The government's handling in 2003 of an outbreak of SARS (severe acute respiratory syndrome) that began in S China harmed the nation's international image when the outbreak went unreported (and then underreported), enabling it to spread more readily. Severe measures instituted subsequently to curb the illness hurt the service sector of the economy, but by the end 2003 China had experienced a robust growth rate of more than 9% and a major urban building boom, resulting in part from the migration of rural inhabitants to the cities (22 cities had more than 2 million residents). In 2003, China and India signed a border pact that represented an incremental improvement in their relations, and two years later a new agreement called for the settlement of border issues between the two nations. Also in 2003 a trade pact giving Hong Kong businesses greater access to China's markets also was signed. In Oct., 2003, China became the third nation to put an astronaut into orbit when Shenzhou 5, carrying Yang Liwei, was launched; ten years later (Dec., 2013), it landed a rover on the moon.
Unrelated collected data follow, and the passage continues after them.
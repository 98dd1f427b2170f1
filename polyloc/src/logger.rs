//! Stderr backend for the `log` facade.

use console::style;
use log::{Level, LevelFilter, Log, Metadata, Record, SetLoggerError};

struct StderrLogger;

static LOGGER: StderrLogger = StderrLogger;

impl Log for StderrLogger {
    fn enabled(&self, metadata: &Metadata) -> bool {
        metadata.level() <= log::max_level() && metadata.target().starts_with("polyloc")
    }

    fn log(&self, record: &Record) {
        if !self.enabled(record.metadata()) {
            return;
        }

        let tag = match record.level() {
            Level::Error => style("error").red().bold(),
            Level::Warn => style("warning").yellow().bold(),
            Level::Info => style("info").green(),
            Level::Debug => style("debug").cyan(),
            Level::Trace => style("trace").dim(),
        };
        eprintln!("{}: {}", tag.for_stderr(), record.args());
    }

    fn flush(&self) {}
}

/// Level for `-v` repetitions; `-q` wins over any `-v`.
pub fn level_for(verbosity: u8, quiet: bool) -> LevelFilter {
    if quiet {
        return LevelFilter::Error;
    }
    match verbosity {
        0 => LevelFilter::Warn,
        1 => LevelFilter::Info,
        2 => LevelFilter::Debug,
        _ => LevelFilter::Trace,
    }
}

pub fn init(verbosity: u8, quiet: bool) -> Result<(), SetLoggerError> {
    log::set_logger(&LOGGER)?;
    log::set_max_level(level_for(verbosity, quiet));
    Ok(())
}
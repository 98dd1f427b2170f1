//! Output: serialize a report and write it to disk.
//!
//! This module handles the last stage of the pipeline. It provides:
//!
//! - **JSON**: the canonical, field-exact machine-readable report
//! - **LOCTable**: headers, rows and footer as strings, rendered as text,
//!   CSV or Markdown
//! - **Artifacts**: one file per requested format at
//!   `<output_dir>/<output_name>.<extension>`
//!
//! Every format is a projection of the same [`Report`]; none changes counts.

pub mod json;
pub mod table;

use std::fs;
use std::path::PathBuf;

use log::{info, warn};

use crate::data::stats::Report;
use crate::error::PolylocError;
use crate::query::{ReportFormat, ScanConfig};
use crate::Result;

pub use json::{to_json, JsonFileRow, JsonLanguageRow, JsonReport, JsonResults};
pub use table::{LOCTable, TableRow};

/// Render a report in one format.
pub fn render(report: &Report, format: ReportFormat) -> Result<String> {
    match format {
        ReportFormat::Json => to_json(report),
        ReportFormat::Table => Ok(LOCTable::from_report(report).to_text()),
        ReportFormat::Csv => Ok(LOCTable::from_report(report).to_csv()),
        ReportFormat::Markdown => Ok(LOCTable::from_report(report).to_markdown()),
    }
}

/// Write every format the configuration requests, in order.
///
/// A failing format does not stop the others. If any fails, the error is
/// [`PolylocError::ReportsIncomplete`], which still lists the paths that were
/// written. The report itself is not affected.
pub fn write_reports(report: &Report, config: &ScanConfig) -> Result<Vec<PathBuf>> {
    let mut written = Vec::with_capacity(config.formats.len());
    let mut failures = Vec::new();

    for &format in &config.formats {
        match write_report(report, config, format) {
            Ok(path) => {
                info!("wrote {} report to {}", format, path.display());
                written.push(path);
            }
            Err(e) => {
                warn!("{}", e);
                failures.push(e);
            }
        }
    }

    if failures.is_empty() {
        Ok(written)
    } else {
        Err(PolylocError::ReportsIncomplete { written, failures })
    }
}

fn write_report(report: &Report, config: &ScanConfig, format: ReportFormat) -> Result<PathBuf> {
    let path = config.artifact_path(format);
    let body = render(report, format)?;
    fs::write(&path, body).map_err(|source| PolylocError::ReportWrite {
        path: path.clone(),
        source,
    })?;
    Ok(path)
}
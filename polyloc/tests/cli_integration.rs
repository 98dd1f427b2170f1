//! Integration tests for the polyloc CLI

use std::fs;
use std::path::Path;
use std::process::Command;

use tempfile::{tempdir, TempDir};

fn run_polyloc(args: &[&str]) -> (String, String, bool) {
    let output = Command::new(env!("CARGO_BIN_EXE_polyloc"))
        .args(args)
        .output()
        .expect("Failed to execute command");

    let stdout = String::from_utf8_lossy(&output.stdout).to_string();
    let stderr = String::from_utf8_lossy(&output.stderr).to_string();
    let success = output.status.success();

    (stdout, stderr, success)
}

fn path_str(path: &Path) -> &str {
    path.to_str().expect("temp paths are UTF-8")
}

/// A Go file with 10 code lines, a C file and a Markdown file.
fn sample_tree() -> TempDir {
    let dir = tempdir().unwrap();
    let root = dir.path();
    fs::create_dir_all(root.join("cmd")).unwrap();
    fs::create_dir_all(root.join("vendor/dep")).unwrap();

    let go: String = (0..10).map(|i| format!("var x{} = {}\n", i, i)).collect();
    fs::write(root.join("cmd/main.go"), go).unwrap();
    fs::write(
        root.join("util.c"),
        "// header comment\nint main() { return 0; } // trailing\n",
    )
    .unwrap();
    fs::write(root.join("README.md"), "# Title\n\nSome text.\n").unwrap();
    fs::write(root.join("vendor/dep/dep.go"), "package dep\n").unwrap();
    dir
}

fn read_json(path: &Path) -> serde_json::Value {
    let body = fs::read_to_string(path).expect("report written");
    serde_json::from_str(&body).expect("Invalid JSON report")
}

fn languages(report: &serde_json::Value) -> Vec<String> {
    report["Results"]
        .as_array()
        .unwrap()
        .iter()
        .map(|r| r["Language"].as_str().unwrap().to_string())
        .collect()
}

#[test]
fn test_cli_help() {
    let (stdout, _, success) = run_polyloc(&["--help"]);

    assert!(success);
    assert!(stdout.contains("polyloc"));
    assert!(stdout.contains("--by-file"));
    assert!(stdout.contains("--exclude-path"));
    assert!(stdout.contains("--include-ext"));
    assert!(stdout.contains("--order-by-lang"));
    assert!(stdout.contains("--report-formats"));
}

#[test]
fn test_cli_version() {
    let (stdout, _, success) = run_polyloc(&["--version"]);

    assert!(success);
    assert!(stdout.contains("polyloc"));
}

#[test]
fn test_table_output_and_json_artifact() {
    let tree = sample_tree();
    let out = tempdir().unwrap();

    let (stdout, stderr, success) = run_polyloc(&[
        path_str(tree.path()),
        "--output-path",
        path_str(out.path()),
        "--exclude-path",
        "vendor",
    ]);

    assert!(success, "stderr: {}", stderr);
    assert!(stdout.contains("Language"));
    assert!(stdout.contains("Total (3 files)"));

    let report = read_json(&out.path().join("polyloc.json"));
    assert_eq!(report["TotalFiles"], 3);
    assert_eq!(languages(&report), vec!["Go", "Markdown", "C"]);

    let go = &report["Results"][0];
    assert_eq!(go["Files"], 1);
    assert_eq!(go["CodeLines"], 10);

    let c = &report["Results"][2];
    assert_eq!(c["Lines"], 2);
    assert_eq!(c["Comments"], 1);
    assert_eq!(c["CodeLines"], 1);
    assert_eq!(c["BlankLines"], 0);
}

#[test]
fn test_totals_match_rows() {
    let tree = sample_tree();
    let out = tempdir().unwrap();

    let (_, _, success) = run_polyloc(&[
        path_str(tree.path()),
        "--output-path",
        path_str(out.path()),
        "--print",
        "none",
    ]);
    assert!(success);

    let report = read_json(&out.path().join("polyloc.json"));
    let rows = report["Results"].as_array().unwrap();
    for (total, field) in [
        ("TotalLines", "Lines"),
        ("TotalBlankLines", "BlankLines"),
        ("TotalComments", "Comments"),
        ("TotalCodeLines", "CodeLines"),
        ("TotalFiles", "Files"),
    ] {
        let sum: u64 = rows.iter().map(|r| r[field].as_u64().unwrap()).sum();
        assert_eq!(report[total].as_u64().unwrap(), sum, "{}", total);
    }
}

#[test]
fn test_include_extension() {
    let tree = sample_tree();
    let out = tempdir().unwrap();

    let (_, _, success) = run_polyloc(&[
        path_str(tree.path()),
        "--output-path",
        path_str(out.path()),
        "--include-ext",
        ".go",
        "--exclude-path",
        "vendor",
    ]);
    assert!(success);

    let report = read_json(&out.path().join("polyloc.json"));
    assert_eq!(languages(&report), vec!["Go"]);
    assert_eq!(report["Results"][0]["CodeLines"], 10);
}

#[test]
fn test_order_by_language_ascending() {
    let tree = sample_tree();
    let out = tempdir().unwrap();

    let (_, _, success) = run_polyloc(&[
        path_str(tree.path()),
        "--output-path",
        path_str(out.path()),
        "--include-ext",
        "go,c",
        "--exclude-path",
        "vendor",
        "--order-by-lang",
        "--order",
        "ASC",
    ]);
    assert!(success);

    let report = read_json(&out.path().join("polyloc.json"));
    assert_eq!(languages(&report), vec!["C", "Go"]);
}

#[test]
fn test_by_file_rows() {
    let tree = sample_tree();
    let out = tempdir().unwrap();

    let (stdout, _, success) = run_polyloc(&[
        path_str(tree.path()),
        "--output-path",
        path_str(out.path()),
        "--by-file",
        "--print",
        "csv",
    ]);
    assert!(success);
    assert!(stdout.starts_with("file,language,lines,blank,comment,code"));
    assert!(stdout.contains("vendor/dep/dep.go,Go,1,0,0,1"));

    let report = read_json(&out.path().join("polyloc.json"));
    let files: Vec<&str> = report["Results"]
        .as_array()
        .unwrap()
        .iter()
        .map(|r| r["File"].as_str().unwrap())
        .collect();
    assert_eq!(files.len(), 4);
    assert_eq!(files[0], "cmd/main.go");
}

#[test]
fn test_exclude_from_file() {
    let tree = sample_tree();
    let out = tempdir().unwrap();
    let ignore = out.path().join(".clocignore");
    fs::write(&ignore, "# vendored\nvendor\n*.md\n").unwrap();

    let (_, stderr, success) = run_polyloc(&[
        path_str(tree.path()),
        "--output-path",
        path_str(out.path()),
        "--exclude-from",
        path_str(&ignore),
    ]);
    assert!(success, "stderr: {}", stderr);

    let report = read_json(&out.path().join("polyloc.json"));
    assert_eq!(report["TotalFiles"], 2);
    assert_eq!(languages(&report), vec!["Go", "C"]);
}

#[test]
fn test_multiple_report_formats() {
    let tree = sample_tree();
    let out = tempdir().unwrap();

    let (_, _, success) = run_polyloc(&[
        path_str(tree.path()),
        "--output-path",
        path_str(out.path()),
        "--output-name",
        "Result_demo_main",
        "--report-formats",
        "json,csv,md,table",
    ]);
    assert!(success);

    for ext in ["json", "csv", "md", "txt"] {
        let path = out.path().join(format!("Result_demo_main.{}", ext));
        assert!(path.is_file(), "missing {}", path.display());
    }
}

#[test]
fn test_empty_root() {
    let tree = tempdir().unwrap();
    let out = tempdir().unwrap();

    let (_, _, success) = run_polyloc(&[
        path_str(tree.path()),
        "--output-path",
        path_str(out.path()),
    ]);
    assert!(success);

    let report = read_json(&out.path().join("polyloc.json"));
    assert_eq!(report["TotalFiles"], 0);
    assert_eq!(report["TotalLines"], 0);
    assert_eq!(report["TotalCodeLines"], 0);
    assert_eq!(report["Results"], serde_json::json!([]));
}

#[test]
fn test_repeated_runs_are_identical() {
    let tree = sample_tree();
    let out = tempdir().unwrap();

    for name in ["first", "second"] {
        let (_, _, success) = run_polyloc(&[
            path_str(tree.path()),
            "--output-path",
            path_str(out.path()),
            "--output-name",
            name,
            "--by-file",
        ]);
        assert!(success);
    }

    let first = fs::read(out.path().join("first.json")).unwrap();
    let second = fs::read(out.path().join("second.json")).unwrap();
    assert_eq!(first, second);
}

#[test]
fn test_conflicting_sort_keys() {
    let tree = sample_tree();
    let out = tempdir().unwrap();

    let (_, stderr, success) = run_polyloc(&[
        path_str(tree.path()),
        "--output-path",
        path_str(out.path()),
        "--order-by-lang",
        "--order-by-code",
    ]);

    assert!(!success);
    assert!(stderr.contains("Error:"));
    assert!(stderr.contains("conflicting sort keys"));
    assert!(!out.path().join("polyloc.json").exists());
}

#[test]
fn test_invalid_sort_direction() {
    let tree = sample_tree();
    let (_, stderr, success) =
        run_polyloc(&[path_str(tree.path()), "--no-report", "--order", "UP"]);

    assert!(!success);
    assert!(stderr.contains("invalid sort direction"));
}

#[test]
fn test_missing_root_fails() {
    let out = tempdir().unwrap();
    let missing = out.path().join("does-not-exist");

    let (stdout, stderr, success) = run_polyloc(&[
        path_str(&missing),
        "--output-path",
        path_str(out.path()),
    ]);

    assert!(!success);
    assert!(stdout.is_empty());
    assert!(stderr.contains("Error:"));
    assert!(stderr.contains("path does not exist"));
    assert!(!out.path().join("polyloc.json").exists());
}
Continuing vigorous economic growth in 2004 led the government to put in place a series of measures designed to slow growth to control inflation and reduce overinvestment. Also in 2004, relations with Taiwan become more strained with the reelection of Chen Shui-bian, who had previously called for Taiwan to declare formal independence from China, as the island's president. In Mar., 2005, China passed an antisecession law that called for the use of force if peaceful means failed to bring about reunification with Taiwan; the law sparked protests in Taiwan. At the same time, China welcomed visits from Taiwanese opposition leaders, who pledged to follow less confrontational approaches to relations with the mainland.
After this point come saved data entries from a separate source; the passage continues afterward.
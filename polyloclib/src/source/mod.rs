//! Source discovery: find files to count.
//!
//! This module handles the first stage of the pipeline. It provides:
//!
//! - **Acquisition**: turn a location into a local scan root ([`Provisioner`])
//! - **File filtering**: include/exclude rules with prefixes and globs
//! - **Walking**: lazy enumeration of eligible files under the root
//! - **Exclusion files**: `.clocignore`-style lists applied to a configuration
//!
//! ## Example
//!
//! ```rust,no_run
//! use polyloclib::source::{FilterConfig, Walker};
//!
//! let filter = FilterConfig::new()
//!     .exclude_path("**/generated/**")?
//!     .include_extension("go");
//! for candidate in Walker::new("./checkout", &filter) {
//!     println!("{}", candidate.relative);
//! }
//! # Ok::<(), polyloclib::PolylocError>(())
//! ```

pub mod exclusion;
pub mod filter;
pub mod provision;
pub mod walker;

pub use exclusion::ExclusionList;
pub use filter::{normalize_extension, FilterConfig, PathPattern};
pub use provision::{LocalProvisioner, Provider, Provisioner, RepoRef};
pub use walker::{relative_path, Candidate, Walker};
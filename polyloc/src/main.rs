//! # polyloc
//!
//! A CLI tool for counting blank, comment and code lines in multi-language
//! source trees.
//!
//! ## Overview
//!
//! polyloc is built on top of polyloclib. It scans a directory, prints a
//! per-language summary table and writes the report to
//! `<output-path>/<output-name>.<ext>` in every requested format.
//!
//! ## Usage
//!
//! ```bash
//! # Count the current directory, write ./polyloc.json
//! polyloc .
//!
//! # Only Go files, one row per file, ordered by path
//! polyloc ./checkout --include-ext go --by-file --order-by-lang --order ASC
//!
//! # Skip vendored code and everything listed in .clocignore
//! polyloc . --exclude-path vendor --exclude-from .clocignore
//!
//! # Write JSON and Markdown reports into ./reports
//! polyloc . --output-path reports --output-name Result_api_main --report-formats json,md
//! ```

mod logger;

use std::path::PathBuf;
use std::process::ExitCode;

use anyhow::Context;
use clap::{value_parser, Arg, ArgAction, ArgMatches, Command};
use console::style;
use log::{debug, info};
use polyloclib::query::DEFAULT_OUTPUT_NAME;
use polyloclib::{
    render, run, ExclusionList, LanguageRegistry, ReportFormat, ScanConfig, SortSelectors,
};

/// Build the clap Command structure
fn build_command() -> Command {
    Command::new("polyloc")
        .version(env!("CARGO_PKG_VERSION"))
        .author("Arthur Debert")
        .about("Multi-language lines of code counter: blank, comment and code lines per language")
        .arg(
            Arg::new("path")
                .help("Directory to analyze (defaults to current directory)")
                .default_value("."),
        )
        .arg(
            Arg::new("branch")
                .short('b')
                .long("branch")
                .help("Branch the tree was checked out at (recorded, not interpreted)"),
        )
        .arg(
            Arg::new("by-file")
                .short('f')
                .long("by-file")
                .action(ArgAction::SetTrue)
                .help("Report one row per file instead of per language"),
        )
        .arg(
            Arg::new("exclude-path")
                .short('e')
                .long("exclude-path")
                .action(ArgAction::Append)
                .help("Exclude paths by prefix or glob (can be specified multiple times)"),
        )
        .arg(
            Arg::new("exclude-ext")
                .long("exclude-ext")
                .action(ArgAction::Append)
                .value_delimiter(',')
                .help("Exclude file extensions (comma-separated)"),
        )
        .arg(
            Arg::new("include-ext")
                .short('i')
                .long("include-ext")
                .action(ArgAction::Append)
                .value_delimiter(',')
                .help("Only count these file extensions (comma-separated)"),
        )
        .arg(
            Arg::new("exclude-from")
                .long("exclude-from")
                .value_name("FILE")
                .help("Read exclusions from a .clocignore-style file"),
        )
        .arg(order_flag("order-by-lang", "Order rows by language name"))
        .arg(order_flag("order-by-file", "Order rows by file count"))
        .arg(order_flag("order-by-line", "Order rows by total lines"))
        .arg(order_flag("order-by-blank", "Order rows by blank lines"))
        .arg(order_flag("order-by-comment", "Order rows by comment lines"))
        .arg(order_flag(
            "order-by-code",
            "Order rows by code lines (default)",
        ))
        .arg(
            Arg::new("order")
                .long("order")
                .default_value("DESC")
                .help("Sort direction: ASC or DESC"),
        )
        .arg(
            Arg::new("output-name")
                .short('o')
                .long("output-name")
                .default_value(DEFAULT_OUTPUT_NAME)
                .help("Base name of written reports"),
        )
        .arg(
            Arg::new("output-path")
                .long("output-path")
                .default_value(".")
                .help("Directory reports are written to"),
        )
        .arg(
            Arg::new("report-formats")
                .long("report-formats")
                .value_delimiter(',')
                .default_value("json")
                .help("Report formats to write (comma-separated: json,table,csv,markdown)"),
        )
        .arg(
            Arg::new("no-report")
                .long("no-report")
                .action(ArgAction::SetTrue)
                .help("Do not write any report file"),
        )
        .arg(
            Arg::new("print")
                .long("print")
                .default_value("table")
                .value_parser(["table", "json", "csv", "markdown", "none"])
                .help("Format printed to stdout"),
        )
        .arg(
            Arg::new("threads")
                .short('j')
                .long("threads")
                .value_parser(value_parser!(usize))
                .help("Worker threads (defaults to available parallelism)"),
        )
        .arg(
            Arg::new("verbose")
                .short('v')
                .long("verbose")
                .action(ArgAction::Count)
                .help("Log more (repeat for more detail)"),
        )
        .arg(
            Arg::new("quiet")
                .short('q')
                .long("quiet")
                .action(ArgAction::SetTrue)
                .conflicts_with("verbose")
                .help("Only log errors"),
        )
}

fn order_flag(name: &'static str, help: &'static str) -> Arg {
    Arg::new(name)
        .long(name)
        .action(ArgAction::SetTrue)
        .help(help)
}

fn strings<'a>(matches: &'a ArgMatches, id: &str) -> impl Iterator<Item = &'a String> {
    matches.get_many::<String>(id).into_iter().flatten()
}

/// Build the scan configuration from matches
fn build_config(matches: &ArgMatches) -> anyhow::Result<ScanConfig> {
    let root = matches
        .get_one::<String>("path")
        .map(PathBuf::from)
        .unwrap_or_else(|| PathBuf::from("."));

    let mut config = ScanConfig::new(root).per_file(matches.get_flag("by-file"));

    if let Some(branch) = matches.get_one::<String>("branch") {
        config = config.branch(branch);
    }
    for pattern in strings(matches, "exclude-path") {
        config = config.exclude_path(pattern)?;
    }
    for ext in strings(matches, "exclude-ext") {
        config = config.exclude_extension(ext);
    }
    for ext in strings(matches, "include-ext") {
        config = config.include_extension(ext);
    }
    if let Some(file) = matches.get_one::<String>("exclude-from") {
        let list = ExclusionList::from_file(file)
            .with_context(|| format!("cannot load exclusion list {}", file))?;
        debug!(
            "{}: {} path patterns, {} extensions",
            file,
            list.paths.len(),
            list.extensions.len()
        );
        config = list.apply(config)?;
    }

    let selectors = SortSelectors {
        by_language: matches.get_flag("order-by-lang"),
        by_files: matches.get_flag("order-by-file"),
        by_lines: matches.get_flag("order-by-line"),
        by_blank: matches.get_flag("order-by-blank"),
        by_comment: matches.get_flag("order-by-comment"),
        by_code: matches.get_flag("order-by-code"),
    };
    config = config.sort_selectors(selectors)?;
    if let Some(order) = matches.get_one::<String>("order") {
        config = config.direction_str(order)?;
    }

    if let Some(name) = matches.get_one::<String>("output-name") {
        config = config.output_name(name);
    }
    if let Some(dir) = matches.get_one::<String>("output-path") {
        config = config.output_dir(dir);
    }

    config = if matches.get_flag("no-report") {
        config.without_reports()
    } else {
        let formats = strings(matches, "report-formats")
            .map(|f| f.parse::<ReportFormat>())
            .collect::<Result<Vec<_>, _>>()?;
        config.formats(formats)
    };

    if let Some(&threads) = matches.get_one::<usize>("threads") {
        config = config.threads(threads);
    }

    Ok(config)
}

fn print_format(matches: &ArgMatches) -> anyhow::Result<Option<ReportFormat>> {
    match matches.get_one::<String>("print").map(String::as_str) {
        None | Some("none") => Ok(None),
        Some(name) => Ok(Some(name.parse()?)),
    }
}

fn run_cli(matches: &ArgMatches) -> anyhow::Result<()> {
    let config = build_config(matches)?;
    let printed = print_format(matches)?;
    let registry = LanguageRegistry::builtin();

    let outcome = run(&config, &registry)?;

    if let Some(format) = printed {
        print!("{}", render(&outcome.report, format)?);
    }
    if !outcome.report.skipped.is_empty() {
        info!(
            "{} files skipped (use -vv to list them)",
            outcome.report.skipped.len()
        );
    }

    let written = outcome
        .artifacts
        .context("report computed but could not be written")?;
    for path in written {
        debug!("artifact: {}", path.display());
    }
    Ok(())
}

fn main() -> ExitCode {
    let matches = build_command().get_matches();

    if let Err(e) = logger::init(matches.get_count("verbose"), matches.get_flag("quiet")) {
        eprintln!("warning: logging disabled: {}", e);
    }

    match run_cli(&matches) {
        Ok(()) => ExitCode::SUCCESS,
        Err(e) => {
            eprintln!("{} {:#}", style("Error:").red().bold().for_stderr(), e);
            ExitCode::FAILURE
        }
    }
}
Early 2005 also saw increased tensions with Japan over how Japanese actions during World War II were treated in Japanese textbooks, over the possible appointment of Japan to a permanent UN Security Council seat, and over a disputed exclusive economic zone in the East China Sea. The issues sparked sometimes destructive demonstrations in China. Meanwhile, in Nov., 2004, China signed a free-trade agreement with the Association of Southeast Asian Nations (ASEAN); under the accord, tariffs on many goods will be eliminated with the richer ASEAN members by 2010 and with the rest by 2015. Trade was also an issue with the United States, which called in early 2005 (and subsequently) for China to revalue its currency because of its large trade imbalances with China, whose economy continued its booming growth during into the following year. The tensions with Taiwan and Japan also continued into 2006, and the government became increasingly concerned with the disparity between richer urban and poorer rural China, which had become even more marked since the turn of the century and sparked a growing number of sometimes violent demonstrations. Shanghai's local Communist party leader, who was also a member of the politburo, was dismissed in Sept., 2006, for corruption, but the move was largely seen as a consolidation of power by President Hu rather than a concerted attempt to weed out corrupt officials.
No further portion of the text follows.